He stopped just inside the kitchen. She smiled.

"I've never seen you look thrown off before," she told him.

"He has good reason," Yusuke yelled back on his way to the others; Kurama would want the moment alone.

It wasn't her sitting at the kitchen table. It was her voice, it was her grin, and yes, it was still her tattoo beneath the eye, but the rest of the person looking at him _wasn't_. The hair had grown long and gone from a deep auburn to a softer, more gingery shade, while the once-green irises had yellowed. Most notably, a tall set of black-tipped, pointed, furry ears poked out from the top of her head, twitching in his direction while a bushy tail flicked idly at her side, draped casually over the edge of the chair.

"... What have you done?" he breathed, the crease between his brows deepening.

She held his gaze more steadily than she ever had before. "I told you," she said calmly, "I needed her help. Like this, I can easily take on the corporation and end the madness."

"At what cost?" he snapped irritably, taking another few steps toward her.

"Kurama, I've wanted this since I was sixteen-"

"A child's fantasy! You didn't have to do this, I could have helped you-!"

"And gotten even _more_ involved in this stupid battle that I've stirred up for myself." She was standing, now, and he could see that she carried herself taller than before. Her tail bristled. "If you think I would let them have a chance to do to you what they did to Gentoka-"

"Who is a human in this world," he reminded her sharply. "I'm not-"

"And neither am I, now." She closed the gap between them and cupped his face in her hands to draw him into a deep kiss, a far more daring gesture than he knew she would have performed before.

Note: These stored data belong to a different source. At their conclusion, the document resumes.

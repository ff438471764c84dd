//! Aggregation engine: turns the flat transaction list into per-ticker
//! holdings, per-broker value distribution, and a portfolio summary.
//!
//! Everything here is a pure function of the transaction list and an
//! injected price map; callers recompute on every store change. Tickers
//! missing from the price map are valued at their average cost.

use crate::transaction::{Transaction, TransactionType};
use std::collections::HashMap;

/// Derived position in one ticker. Never persisted; recomputed from the
/// full transaction list on every read.
#[derive(Debug, Clone, PartialEq)]
pub struct Holding {
    pub ticker: String,
    pub quantity: f64,
    pub average_price: f64,
    pub current_value: f64,
    pub gain_loss: f64,
    pub gain_loss_percent: f64,
    /// Percentage share of total portfolio value.
    pub weight: f64,
}

/// Share of portfolio value attributed to one broker.
#[derive(Debug, Clone, PartialEq)]
pub struct BrokerSlice {
    pub broker: String,
    pub value: f64,
    pub weight: f64,
}

#[derive(Debug, Clone, Copy, PartialEq, Default)]
pub struct PortfolioSummary {
    pub total_value: f64,
    pub total_investment: f64,
    pub total_gain_loss: f64,
    pub gain_loss_percent: f64,
}

#[derive(Default)]
struct Accumulator {
    quantity: f64,
    average_price: f64,
}

/// Signed-quantity accumulation per ticker.
///
/// The average price is a running weighted average updated only on BUY;
/// a SELL reduces the quantity but preserves the cost basis. Tickers
/// netting out to zero or negative are dropped from the output.
fn accumulate(transactions: &[Transaction]) -> HashMap<String, Accumulator> {
    let mut positions: HashMap<String, Accumulator> = HashMap::new();

    for transaction in transactions {
        let position = positions.entry(transaction.ticker.clone()).or_default();
        match transaction.transaction_type {
            TransactionType::Buy => {
                let new_quantity = position.quantity + transaction.quantity;
                if new_quantity > 0.0 {
                    position.average_price = (position.quantity * position.average_price
                        + transaction.value())
                        / new_quantity;
                }
                position.quantity = new_quantity;
            }
            TransactionType::Sell => {
                position.quantity -= transaction.quantity;
            }
        }
    }

    positions
}

/// Computes all current holdings, valued against `prices` and weighted by
/// share of total portfolio value. Division guards return 0.0 rather than
/// NaN or infinity. An empty transaction list yields an empty result.
pub fn compute_holdings(
    transactions: &[Transaction],
    prices: &HashMap<String, f64>,
) -> Vec<Holding> {
    let mut holdings: Vec<Holding> = accumulate(transactions)
        .into_iter()
        .filter(|(_, position)| position.quantity > 0.0)
        .map(|(ticker, position)| {
            let price = prices
                .get(&ticker)
                .copied()
                .unwrap_or(position.average_price);
            let current_value = position.quantity * price;
            let invested = position.quantity * position.average_price;
            let gain_loss = current_value - invested;
            let gain_loss_percent = if invested > 0.0 {
                gain_loss / invested * 100.0
            } else {
                0.0
            };
            Holding {
                ticker,
                quantity: position.quantity,
                average_price: position.average_price,
                current_value,
                gain_loss,
                gain_loss_percent,
                weight: 0.0,
            }
        })
        .collect();

    let total_value: f64 = holdings.iter().map(|h| h.current_value).sum();
    if total_value > 0.0 {
        for holding in &mut holdings {
            holding.weight = holding.current_value / total_value * 100.0;
        }
    }

    // largest positions first, ticker as tie-breaker for stable output
    holdings.sort_by(|a, b| {
        b.current_value
            .partial_cmp(&a.current_value)
            .unwrap_or(std::cmp::Ordering::Equal)
            .then_with(|| a.ticker.cmp(&b.ticker))
    });
    holdings
}

/// Distributes portfolio value over brokers.
///
/// Attribution is per transaction: every transaction of a still-held
/// ticker contributes its signed quantity at that ticker's current unit
/// price to its broker. Summed over all brokers this equals total
/// portfolio value, and a ticker bought through several brokers is split
/// in proportion to the quantity each broker netted. Brokers netting out
/// to zero or negative are dropped.
pub fn compute_broker_distribution(
    transactions: &[Transaction],
    prices: &HashMap<String, f64>,
) -> Vec<BrokerSlice> {
    let unit_prices: HashMap<String, f64> = compute_holdings(transactions, prices)
        .into_iter()
        .map(|h| (h.ticker, h.current_value / h.quantity))
        .collect();

    let mut values: HashMap<String, f64> = HashMap::new();
    for transaction in transactions {
        if let Some(price) = unit_prices.get(&transaction.ticker) {
            *values.entry(transaction.broker.clone()).or_default() +=
                transaction.signed_quantity() * price;
        }
    }

    let mut slices: Vec<BrokerSlice> = values
        .into_iter()
        .filter(|(_, value)| *value > 0.0)
        .map(|(broker, value)| BrokerSlice {
            broker,
            value,
            weight: 0.0,
        })
        .collect();

    let total: f64 = slices.iter().map(|s| s.value).sum();
    if total > 0.0 {
        for slice in &mut slices {
            slice.weight = slice.value / total * 100.0;
        }
    }

    slices.sort_by(|a, b| {
        b.value
            .partial_cmp(&a.value)
            .unwrap_or(std::cmp::Ordering::Equal)
            .then_with(|| a.broker.cmp(&b.broker))
    });
    slices
}

/// Portfolio totals over a computed set of holdings. A portfolio with no
/// investment reports 0 percent, never NaN.
pub fn compute_summary(holdings: &[Holding]) -> PortfolioSummary {
    let total_value: f64 = holdings.iter().map(|h| h.current_value).sum();
    let total_investment: f64 = holdings.iter().map(|h| h.quantity * h.average_price).sum();
    let total_gain_loss = total_value - total_investment;
    let gain_loss_percent = if total_investment > 0.0 {
        total_gain_loss / total_investment * 100.0
    } else {
        0.0
    };

    PortfolioSummary {
        total_value,
        total_investment,
        total_gain_loss,
        gain_loss_percent,
    }
}

#[cfg(test)]
mod tests {
    use super::*;
    use crate::transaction::Currency;
    use chrono::Utc;

    const EPSILON: f64 = 1e-9;

    fn tx(
        ticker: &str,
        broker: &str,
        quantity: f64,
        price: f64,
        transaction_type: TransactionType,
    ) -> Transaction {
        Transaction::new(
            ticker,
            broker,
            quantity,
            price,
            Utc::now(),
            transaction_type,
            Currency::Usd,
        )
        .unwrap()
    }

    fn buy(ticker: &str, quantity: f64, price: f64) -> Transaction {
        tx(ticker, "Schwab", quantity, price, TransactionType::Buy)
    }

    fn sell(ticker: &str, quantity: f64, price: f64) -> Transaction {
        tx(ticker, "Schwab", quantity, price, TransactionType::Sell)
    }

    fn prices(entries: &[(&str, f64)]) -> HashMap<String, f64> {
        entries
            .iter()
            .map(|(t, p)| (t.to_string(), *p))
            .collect()
    }

    #[test]
    fn test_buy_buy_sell_example() {
        // BUY 10 @ 100, BUY 5 @ 120, SELL 3 @ 150
        let transactions = vec![
            buy("AAPL", 10.0, 100.0),
            buy("AAPL", 5.0, 120.0),
            sell("AAPL", 3.0, 150.0),
        ];
        let holdings = compute_holdings(&transactions, &prices(&[("AAPL", 150.0)]));

        assert_eq!(holdings.len(), 1);
        let aapl = &holdings[0];
        assert_eq!(aapl.quantity, 12.0);
        assert!((aapl.average_price - 1600.0 / 15.0).abs() < EPSILON);
        assert!((aapl.current_value - 1800.0).abs() < EPSILON);
        assert!((aapl.gain_loss - (1800.0 - 12.0 * 1600.0 / 15.0)).abs() < EPSILON);
        assert!((aapl.weight - 100.0).abs() < EPSILON);
    }

    #[test]
    fn test_sell_never_changes_average_price() {
        let transactions = vec![buy("AAPL", 10.0, 100.0), sell("AAPL", 5.0, 180.0)];
        let holdings = compute_holdings(&transactions, &prices(&[("AAPL", 180.0)]));
        assert_eq!(holdings[0].quantity, 5.0);
        assert_eq!(holdings[0].average_price, 100.0);
    }

    #[test]
    fn test_quantity_is_signed_sum_and_closed_positions_disappear() {
        let transactions = vec![
            buy("AAPL", 10.0, 100.0),
            sell("AAPL", 10.0, 120.0),
            buy("MSFT", 4.0, 300.0),
            sell("MSFT", 6.0, 310.0), // oversold, must not appear either
            buy("NVDA", 2.0, 500.0),
        ];
        let holdings = compute_holdings(&transactions, &HashMap::new());
        assert_eq!(holdings.len(), 1);
        assert_eq!(holdings[0].ticker, "NVDA");
        assert_eq!(holdings[0].quantity, 2.0);
    }

    #[test]
    fn test_weights_sum_to_one_hundred() {
        let transactions = vec![
            buy("AAPL", 10.0, 100.0),
            buy("MSFT", 5.0, 300.0),
            buy("NVDA", 2.0, 500.0),
        ];
        let holdings = compute_holdings(
            &transactions,
            &prices(&[("AAPL", 150.0), ("MSFT", 320.0), ("NVDA", 700.0)]),
        );
        let weight_sum: f64 = holdings.iter().map(|h| h.weight).sum();
        assert!((weight_sum - 100.0).abs() < EPSILON);
    }

    #[test]
    fn test_empty_transactions_yield_empty_outputs() {
        let holdings = compute_holdings(&[], &HashMap::new());
        assert!(holdings.is_empty());
        assert!(compute_broker_distribution(&[], &HashMap::new()).is_empty());
        assert_eq!(compute_summary(&holdings), PortfolioSummary::default());
    }

    #[test]
    fn test_missing_price_falls_back_to_average_cost() {
        let transactions = vec![buy("AAPL", 10.0, 100.0)];
        let holdings = compute_holdings(&transactions, &HashMap::new());
        assert_eq!(holdings[0].current_value, 1000.0);
        assert_eq!(holdings[0].gain_loss, 0.0);
        assert_eq!(holdings[0].gain_loss_percent, 0.0);
    }

    #[test]
    fn test_holdings_sorted_by_value_descending() {
        let transactions = vec![buy("AAPL", 1.0, 10.0), buy("MSFT", 1.0, 400.0)];
        let holdings = compute_holdings(&transactions, &HashMap::new());
        assert_eq!(holdings[0].ticker, "MSFT");
        assert_eq!(holdings[1].ticker, "AAPL");
    }

    #[test]
    fn test_summary_with_zero_investment_reports_zero_percent() {
        let holding = Holding {
            ticker: "FREE".to_string(),
            quantity: 10.0,
            average_price: 0.0,
            current_value: 500.0,
            gain_loss: 500.0,
            gain_loss_percent: 0.0,
            weight: 100.0,
        };
        let summary = compute_summary(&[holding]);
        assert_eq!(summary.total_investment, 0.0);
        assert_eq!(summary.gain_loss_percent, 0.0);
        assert!(summary.gain_loss_percent.is_finite());
    }

    #[test]
    fn test_summary_totals() {
        let transactions = vec![buy("AAPL", 10.0, 100.0), buy("MSFT", 5.0, 300.0)];
        let summary = compute_summary(&compute_holdings(
            &transactions,
            &prices(&[("AAPL", 150.0), ("MSFT", 280.0)]),
        ));
        assert!((summary.total_value - (1500.0 + 1400.0)).abs() < EPSILON);
        assert!((summary.total_investment - 2500.0).abs() < EPSILON);
        assert!((summary.total_gain_loss - 400.0).abs() < EPSILON);
        assert!((summary.gain_loss_percent - 16.0).abs() < EPSILON);
    }

    #[test]
    fn test_broker_distribution_splits_shared_ticker_by_net_quantity() {
        let transactions = vec![
            tx("AAPL", "Schwab", 10.0, 100.0, TransactionType::Buy),
            tx("AAPL", "Fidelity", 5.0, 120.0, TransactionType::Buy),
            tx("AAPL", "Schwab", 3.0, 150.0, TransactionType::Sell),
        ];
        let slices = compute_broker_distribution(&transactions, &prices(&[("AAPL", 150.0)]));

        assert_eq!(slices.len(), 2);
        assert_eq!(slices[0].broker, "Schwab");
        assert!((slices[0].value - 7.0 * 150.0).abs() < EPSILON);
        assert_eq!(slices[1].broker, "Fidelity");
        assert!((slices[1].value - 5.0 * 150.0).abs() < EPSILON);

        // distribution total equals holdings total
        let total: f64 = slices.iter().map(|s| s.value).sum();
        assert!((total - 12.0 * 150.0).abs() < EPSILON);

        let weight_sum: f64 = slices.iter().map(|s| s.weight).sum();
        assert!((weight_sum - 100.0).abs() < EPSILON);
    }

    #[test]
    fn test_broker_distribution_drops_flat_brokers_and_closed_tickers() {
        let transactions = vec![
            // Schwab round-trips AAPL, holds nothing
            tx("AAPL", "Schwab", 10.0, 100.0, TransactionType::Buy),
            tx("AAPL", "Schwab", 10.0, 150.0, TransactionType::Sell),
            // MSFT is fully closed portfolio-wide
            tx("MSFT", "Fidelity", 5.0, 300.0, TransactionType::Buy),
            tx("MSFT", "Fidelity", 5.0, 310.0, TransactionType::Sell),
            // only live position
            tx("NVDA", "Fidelity", 2.0, 500.0, TransactionType::Buy),
        ];
        let slices = compute_broker_distribution(&transactions, &prices(&[("NVDA", 600.0)]));

        assert_eq!(slices.len(), 1);
        assert_eq!(slices[0].broker, "Fidelity");
        assert!((slices[0].value - 1200.0).abs() < EPSILON);
        assert!((slices[0].weight - 100.0).abs() < EPSILON);
    }
}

His hands found her hips and stayed there when she parted from him and murmured, "Now I'm like you. Well, more like you, anyway."

"... I loved you the way you were," he whispered. He hadn't anticipated that this would be the circumstance for him to use that particular word.

Tilting her head, a sad shadow crossed over her face and she asked, "Do you still?"

"Of course I do," he sighed, resting his forehead against hers. "I just can't believe you did this to yourself."

When she and Hashihime had spoken of bestowing a _gift_ , he had no idea that it would take the form of turning Irie into a yokai.

* * *

 **EDIT:** Holy crap I hadn't realized that I'd repeated entire conversations in this chapter. It should be cleared up, now!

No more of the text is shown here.